Traditionally, finishing a bourbon (or any spirit, for that matter) involves transferring the liquid from one barrel into a second, used barrel. That imparts the flavors left as residue in the barrel from the wine or sherry or bourbon or whatever into the finished spirit. Instead of that process, Maker’s 46 finishes the bourbon in the same barrel it started in. At the tail end of maturation, the barrel is dumped, the bourbon is reserved, 10 seared French oak “staves” are inserted into the barrel’s cavity, then the bourbon goes back and gets a second round of maturation.
The idea here is that the best way to extract the flavor of wood is to completely submerge the wood in the liquid to maximum surface area coverage. That’s good science!

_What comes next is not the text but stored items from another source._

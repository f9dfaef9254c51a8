//! TechStore API Library
//!
//! This crate provides the core functionality for the TechStore catalog and
//! order management API
#![forbid(unsafe_code)]
#![deny(rust_2018_idioms)]
#![allow(elided_lifetimes_in_paths)]
#![warn(clippy::all, clippy::perf, clippy::dbg_macro)]

// Core modules
pub mod auth;
pub mod config;
pub mod db;
pub mod entities;
pub mod errors;
pub mod events;
pub mod handlers;
pub mod media;
pub mod middleware_helpers;
pub mod migrator;
pub mod openapi;
pub mod services;
pub mod tracing;

use axum::{extract::State, response::Json, routing::get, Router};
use chrono::Utc;
use sea_orm::DatabaseConnection;
use serde::Serialize;
use serde_json::{json, Value};
use std::sync::Arc;
use utoipa::ToSchema;

// App state definition
#[derive(Clone)]
pub struct AppState {
    pub db: Arc<DatabaseConnection>,
    pub config: config::AppConfig,
    pub auth: auth::AuthService,
    pub event_sender: events::EventSender,
    pub media: Arc<media::MediaStore>,
    pub services: handlers::AppServices,
}

// Common response wrappers
#[derive(Serialize, ToSchema)]
pub struct ApiResponse<T> {
    pub success: bool,
    #[serde(skip_serializing_if = "Option::is_none")]
    pub data: Option<T>,
    #[serde(skip_serializing_if = "Option::is_none")]
    pub error: Option<String>,
    pub meta: ResponseMeta,
}

#[derive(Serialize, ToSchema)]
pub struct ResponseMeta {
    #[serde(skip_serializing_if = "Option::is_none")]
    pub request_id: Option<String>,
    pub timestamp: String,
}

impl ResponseMeta {
    fn capture() -> Self {
        Self {
            request_id: crate::tracing::current_request_id().map(|rid| rid.as_str().to_string()),
            timestamp: Utc::now().to_rfc3339(),
        }
    }
}

impl<T> ApiResponse<T> {
    pub fn success(data: T) -> Self {
        Self {
            success: true,
            data: Some(data),
            error: None,
            meta: ResponseMeta::capture(),
        }
    }

    pub fn error(message: String) -> Self {
        Self {
            success: false,
            data: None,
            error: Some(message),
            meta: ResponseMeta::capture(),
        }
    }
}

#[derive(Serialize, ToSchema)]
pub struct PaginatedResponse<T> {
    pub items: Vec<T>,
    pub total: u64,
    pub page: u64,
    pub per_page: u64,
    pub total_pages: u64,
}

impl<T> PaginatedResponse<T> {
    pub fn new(items: Vec<T>, total: u64, page: u64, per_page: u64) -> Self {
        let total_pages = if total == 0 {
            0
        } else {
            total.div_ceil(per_page.max(1))
        };
        Self {
            items,
            total,
            page,
            per_page,
            total_pages,
        }
    }
}

/// Standard API result type for JSON responses
pub type ApiResult<T> = Result<Json<ApiResponse<T>>, errors::ServiceError>;

/// Full v1 API surface rooted at `/api/v1`.
pub fn api_v1_routes() -> Router<AppState> {
    Router::new()
        .nest("/auth", handlers::auth::auth_routes())
        .nest("/tech-types", handlers::tech_types::tech_types_routes())
        .nest("/categories", handlers::categories::categories_routes())
        .nest("/colors", handlers::colors::colors_routes())
        .nest("/sizes", handlers::sizes::sizes_routes())
        .nest("/products", handlers::products::products_routes())
        // Flat routes for catalog children addressed by their own id
        .nest(
            "/specifications",
            handlers::products::specifications_routes(),
        )
        .nest("/variants", handlers::products::variants_routes())
        .nest("/orders", handlers::orders::orders_routes())
        .nest("/reviews", handlers::reviews::reviews_routes())
        .nest("/favorites", handlers::favorites::favorites_routes())
        .nest("/promos", handlers::promos::promos_routes())
        // Staff surface
        .nest("/admin", handlers::admin::admin_routes())
}

/// Routes served at the application root, outside `/api/v1`.
pub fn root_routes() -> Router<AppState> {
    Router::new()
        .route("/", get(|| async { "techstore-api up" }))
        .route("/health", get(health_check))
        .route("/api/status", get(api_status))
        .route(
            "/old-products/:old_id",
            get(handlers::legacy::old_product_redirect),
        )
}

async fn api_status(State(state): State<AppState>) -> ApiResult<Value> {
    let status_data = json!({
        "status": "ok",
        "service": "techstore-api",
        "version": env!("CARGO_PKG_VERSION"),
        "environment": state.config.environment,
        "timestamp": chrono::Utc::now().to_rfc3339(),
    });

    Ok(Json(ApiResponse::success(status_data)))
}

async fn health_check(State(state): State<AppState>) -> ApiResult<Value> {
    let db_status = match db::check_connection(&state.db).await {
        Ok(_) => "healthy",
        Err(_) => "unhealthy",
    };

    let health_data = json!({
        "status": db_status,
        "checks": {
            "database": db_status,
        },
        "timestamp": chrono::Utc::now().to_rfc3339(),
    });

    Ok(Json(ApiResponse::success(health_data)))
}

#[cfg(test)]
mod response_tests {
    use super::*;
    use chrono::DateTime;

    #[tokio::test]
    async fn success_response_includes_request_metadata() {
        let response =
            crate::tracing::scope_request_id(crate::tracing::RequestId::new("meta-123"), async {
                ApiResponse::success("ok")
            })
            .await;

        assert_eq!(response.meta.request_id.as_deref(), Some("meta-123"));
        DateTime::parse_from_rfc3339(&response.meta.timestamp).expect("timestamp should parse");
    }

    #[tokio::test]
    async fn error_response_includes_request_metadata() {
        let response =
            crate::tracing::scope_request_id(crate::tracing::RequestId::new("meta-err"), async {
                ApiResponse::<()>::error("oops".into())
            })
            .await;

        assert_eq!(response.meta.request_id.as_deref(), Some("meta-err"));
        assert_eq!(response.error.as_deref(), Some("oops"));
        assert!(!response.success);
    }

    #[test]
    fn pagination_math_rounds_up() {
        let page: PaginatedResponse<i64> = PaginatedResponse::new(vec![1, 2], 41, 1, 20);
        assert_eq!(page.total_pages, 3);

        let empty: PaginatedResponse<i64> = PaginatedResponse::new(vec![], 0, 1, 20);
        assert_eq!(empty.total_pages, 0);
    }
}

And this isn’t a new technique – in wine, it’s called ‘chipping.’ But that’s not good marketing … so MM re-named the ‘chips’ to ‘staves’ to make it sound more barrel-y.
Technically, though, chipping means it’s not a true bourbon:
“Barrel finished with oak staves” … but that’s a really picky technicality. I mean, come on, it’s just more wood. They could have gotten the same effect with micro barrels made from the same seared French oak and it would have been authentically bourbon, so I think cutting them a little slack is in order.
But what does that additional wood do to the flavor profile? Quite a lot actually ~
Nose: Much hotter than standard Maker’s Mark (but that’s a really low bar because regular MM’s nose is quite soft) with strong wood, oak and vanilla notes.
Palate: Warm moving over to hot with the expected Maker’s Mark notes of caramel, vanilla, oak, tobacco and green apple. There’s a new spiciness, especially white pepper, plus some clove and cinnamon that’s less noticeable in the original.
Finish: Dry and hot. The dryness is the most striking thing – it’s entirely unlike Maker’s Mark in that respect. The finish lingers nicely but non-bourbon drinkers will probably find it too hot.
Verdict: It’s a great next step for confirmed Maker’s Mark drinkers because it has everything they’ll expect plus spiciness with the intensity turned up. It’s probably not a go-to for a lot of folks due to the hot and dry finish but it’s a nice sipping bourbon especially with a cube or two.